▶ [Work request]:
Search the entries for the word "MapBounds". Copy every line that holds it.

▶ [Data]:
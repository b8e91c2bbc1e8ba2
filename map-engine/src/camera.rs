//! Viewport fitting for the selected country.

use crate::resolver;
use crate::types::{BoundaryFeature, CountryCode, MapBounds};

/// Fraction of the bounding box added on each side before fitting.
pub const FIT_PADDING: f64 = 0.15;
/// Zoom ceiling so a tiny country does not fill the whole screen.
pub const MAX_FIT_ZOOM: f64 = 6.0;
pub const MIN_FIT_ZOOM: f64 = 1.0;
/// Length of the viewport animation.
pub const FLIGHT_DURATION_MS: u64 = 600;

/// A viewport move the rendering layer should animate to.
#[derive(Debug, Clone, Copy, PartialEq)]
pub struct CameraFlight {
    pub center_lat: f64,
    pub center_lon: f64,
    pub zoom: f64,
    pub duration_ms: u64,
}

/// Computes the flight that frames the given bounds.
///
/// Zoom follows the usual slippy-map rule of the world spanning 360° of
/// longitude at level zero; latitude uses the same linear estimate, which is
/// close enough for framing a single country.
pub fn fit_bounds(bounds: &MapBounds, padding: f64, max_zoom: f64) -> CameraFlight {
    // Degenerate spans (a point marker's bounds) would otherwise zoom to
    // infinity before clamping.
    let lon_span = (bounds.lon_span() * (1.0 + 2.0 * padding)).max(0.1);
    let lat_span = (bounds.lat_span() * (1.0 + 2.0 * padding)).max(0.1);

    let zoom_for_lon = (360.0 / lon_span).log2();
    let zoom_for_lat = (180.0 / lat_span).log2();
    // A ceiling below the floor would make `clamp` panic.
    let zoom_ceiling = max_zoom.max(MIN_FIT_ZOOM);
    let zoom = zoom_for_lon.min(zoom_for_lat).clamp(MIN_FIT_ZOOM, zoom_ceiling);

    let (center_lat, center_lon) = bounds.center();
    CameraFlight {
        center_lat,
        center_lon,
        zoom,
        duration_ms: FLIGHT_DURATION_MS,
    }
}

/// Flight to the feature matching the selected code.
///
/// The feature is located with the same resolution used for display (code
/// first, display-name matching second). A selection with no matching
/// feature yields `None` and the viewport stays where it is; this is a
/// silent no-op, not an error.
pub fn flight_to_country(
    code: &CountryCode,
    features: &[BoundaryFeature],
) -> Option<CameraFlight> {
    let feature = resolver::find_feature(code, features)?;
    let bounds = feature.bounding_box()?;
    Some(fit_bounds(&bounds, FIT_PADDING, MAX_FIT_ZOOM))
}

* * *

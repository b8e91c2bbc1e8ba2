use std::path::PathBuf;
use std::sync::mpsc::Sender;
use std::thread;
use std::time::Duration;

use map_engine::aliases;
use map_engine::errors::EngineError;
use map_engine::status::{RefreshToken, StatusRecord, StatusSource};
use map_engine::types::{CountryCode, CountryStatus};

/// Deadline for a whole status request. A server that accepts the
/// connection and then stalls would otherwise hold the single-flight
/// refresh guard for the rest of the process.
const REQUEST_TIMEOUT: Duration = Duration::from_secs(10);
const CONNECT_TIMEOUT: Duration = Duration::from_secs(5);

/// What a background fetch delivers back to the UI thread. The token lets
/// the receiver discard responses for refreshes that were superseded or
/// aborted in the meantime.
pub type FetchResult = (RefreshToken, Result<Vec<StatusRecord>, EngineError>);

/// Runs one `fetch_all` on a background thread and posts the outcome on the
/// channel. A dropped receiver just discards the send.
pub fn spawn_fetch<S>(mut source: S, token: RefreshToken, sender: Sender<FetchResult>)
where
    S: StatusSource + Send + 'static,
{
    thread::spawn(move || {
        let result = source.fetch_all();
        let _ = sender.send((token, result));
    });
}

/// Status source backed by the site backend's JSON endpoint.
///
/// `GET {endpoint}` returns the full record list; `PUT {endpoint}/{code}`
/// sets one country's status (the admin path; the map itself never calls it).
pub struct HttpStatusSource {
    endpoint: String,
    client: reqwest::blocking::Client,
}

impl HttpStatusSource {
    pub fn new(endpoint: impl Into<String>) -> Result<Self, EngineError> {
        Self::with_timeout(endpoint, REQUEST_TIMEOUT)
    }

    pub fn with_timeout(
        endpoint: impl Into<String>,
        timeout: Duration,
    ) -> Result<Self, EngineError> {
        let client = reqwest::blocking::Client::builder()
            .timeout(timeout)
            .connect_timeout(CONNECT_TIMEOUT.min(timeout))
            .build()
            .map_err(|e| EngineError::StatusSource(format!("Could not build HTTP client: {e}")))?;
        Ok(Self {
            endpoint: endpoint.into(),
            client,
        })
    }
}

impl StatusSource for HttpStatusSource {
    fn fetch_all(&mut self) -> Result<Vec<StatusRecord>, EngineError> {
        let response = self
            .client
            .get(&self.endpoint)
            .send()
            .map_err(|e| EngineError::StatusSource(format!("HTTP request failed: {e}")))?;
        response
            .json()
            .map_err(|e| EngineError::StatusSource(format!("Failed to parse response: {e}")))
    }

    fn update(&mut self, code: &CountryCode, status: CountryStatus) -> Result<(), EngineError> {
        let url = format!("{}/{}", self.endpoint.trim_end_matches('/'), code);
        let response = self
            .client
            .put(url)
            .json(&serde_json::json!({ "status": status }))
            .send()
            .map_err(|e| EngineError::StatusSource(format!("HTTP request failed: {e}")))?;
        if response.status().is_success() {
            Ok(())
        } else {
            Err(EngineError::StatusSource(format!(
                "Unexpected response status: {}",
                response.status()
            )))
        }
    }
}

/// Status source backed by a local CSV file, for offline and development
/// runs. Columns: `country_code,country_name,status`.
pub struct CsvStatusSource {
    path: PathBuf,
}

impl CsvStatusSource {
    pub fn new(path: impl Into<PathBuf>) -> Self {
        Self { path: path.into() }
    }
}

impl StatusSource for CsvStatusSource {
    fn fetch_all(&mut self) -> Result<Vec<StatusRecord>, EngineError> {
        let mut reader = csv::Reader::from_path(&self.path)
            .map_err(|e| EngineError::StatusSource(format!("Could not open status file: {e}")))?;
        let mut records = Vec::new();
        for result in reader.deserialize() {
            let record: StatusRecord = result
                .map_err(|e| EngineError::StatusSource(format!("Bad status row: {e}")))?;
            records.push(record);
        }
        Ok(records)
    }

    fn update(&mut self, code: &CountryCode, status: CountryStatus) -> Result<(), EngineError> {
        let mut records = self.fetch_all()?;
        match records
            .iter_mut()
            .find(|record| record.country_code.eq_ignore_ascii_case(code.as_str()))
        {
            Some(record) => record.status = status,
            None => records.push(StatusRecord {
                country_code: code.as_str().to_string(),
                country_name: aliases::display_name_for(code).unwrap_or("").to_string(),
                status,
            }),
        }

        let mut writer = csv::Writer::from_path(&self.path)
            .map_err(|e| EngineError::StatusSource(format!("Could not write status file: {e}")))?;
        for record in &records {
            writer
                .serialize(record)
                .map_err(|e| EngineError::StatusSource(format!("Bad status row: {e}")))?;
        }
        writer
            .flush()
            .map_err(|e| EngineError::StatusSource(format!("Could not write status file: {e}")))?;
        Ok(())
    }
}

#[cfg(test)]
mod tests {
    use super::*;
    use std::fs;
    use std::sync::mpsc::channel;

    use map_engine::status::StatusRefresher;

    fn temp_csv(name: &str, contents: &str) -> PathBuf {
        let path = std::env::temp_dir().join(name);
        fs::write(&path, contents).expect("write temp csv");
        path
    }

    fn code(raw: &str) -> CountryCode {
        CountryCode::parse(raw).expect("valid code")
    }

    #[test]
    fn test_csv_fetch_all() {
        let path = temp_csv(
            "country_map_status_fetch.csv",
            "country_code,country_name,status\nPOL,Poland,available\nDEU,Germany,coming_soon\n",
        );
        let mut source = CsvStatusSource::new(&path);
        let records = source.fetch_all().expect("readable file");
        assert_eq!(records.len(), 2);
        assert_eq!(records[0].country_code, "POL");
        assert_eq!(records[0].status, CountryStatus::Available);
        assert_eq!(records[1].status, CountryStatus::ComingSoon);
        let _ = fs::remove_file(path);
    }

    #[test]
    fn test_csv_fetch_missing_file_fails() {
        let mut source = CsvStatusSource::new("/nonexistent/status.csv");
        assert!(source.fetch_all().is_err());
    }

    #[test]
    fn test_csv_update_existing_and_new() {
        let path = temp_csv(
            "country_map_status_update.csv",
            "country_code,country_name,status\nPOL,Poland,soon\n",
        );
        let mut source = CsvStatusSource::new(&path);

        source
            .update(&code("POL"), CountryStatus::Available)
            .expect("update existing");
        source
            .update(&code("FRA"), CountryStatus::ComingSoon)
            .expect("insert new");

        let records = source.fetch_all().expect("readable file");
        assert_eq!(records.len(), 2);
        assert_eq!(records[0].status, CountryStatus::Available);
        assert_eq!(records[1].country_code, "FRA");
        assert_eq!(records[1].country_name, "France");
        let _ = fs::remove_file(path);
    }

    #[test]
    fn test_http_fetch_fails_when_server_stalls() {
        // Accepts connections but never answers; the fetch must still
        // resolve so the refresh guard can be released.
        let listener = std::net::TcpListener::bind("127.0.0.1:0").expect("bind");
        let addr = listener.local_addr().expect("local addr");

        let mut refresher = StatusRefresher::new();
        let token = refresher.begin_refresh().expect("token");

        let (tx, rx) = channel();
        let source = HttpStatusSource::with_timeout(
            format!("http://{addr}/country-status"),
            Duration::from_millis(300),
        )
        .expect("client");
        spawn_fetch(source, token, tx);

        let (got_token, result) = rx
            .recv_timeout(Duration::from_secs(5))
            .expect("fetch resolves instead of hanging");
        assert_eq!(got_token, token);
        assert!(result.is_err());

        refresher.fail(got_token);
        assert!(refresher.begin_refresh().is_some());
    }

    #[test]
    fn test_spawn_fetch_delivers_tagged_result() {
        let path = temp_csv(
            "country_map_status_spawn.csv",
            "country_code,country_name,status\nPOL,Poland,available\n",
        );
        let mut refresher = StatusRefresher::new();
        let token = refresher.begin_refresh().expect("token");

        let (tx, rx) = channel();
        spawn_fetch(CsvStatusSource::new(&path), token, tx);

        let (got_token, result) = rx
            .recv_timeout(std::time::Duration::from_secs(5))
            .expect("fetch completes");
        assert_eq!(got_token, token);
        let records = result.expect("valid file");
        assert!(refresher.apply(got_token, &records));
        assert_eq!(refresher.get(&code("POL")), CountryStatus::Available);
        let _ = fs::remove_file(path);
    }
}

▶ [Task result]:
use crate::types::{BoundaryFeature, CountryCode, MapBounds};
pub fn fit_bounds(bounds: &MapBounds, padding: f64, max_zoom: f64) -> CameraFlight {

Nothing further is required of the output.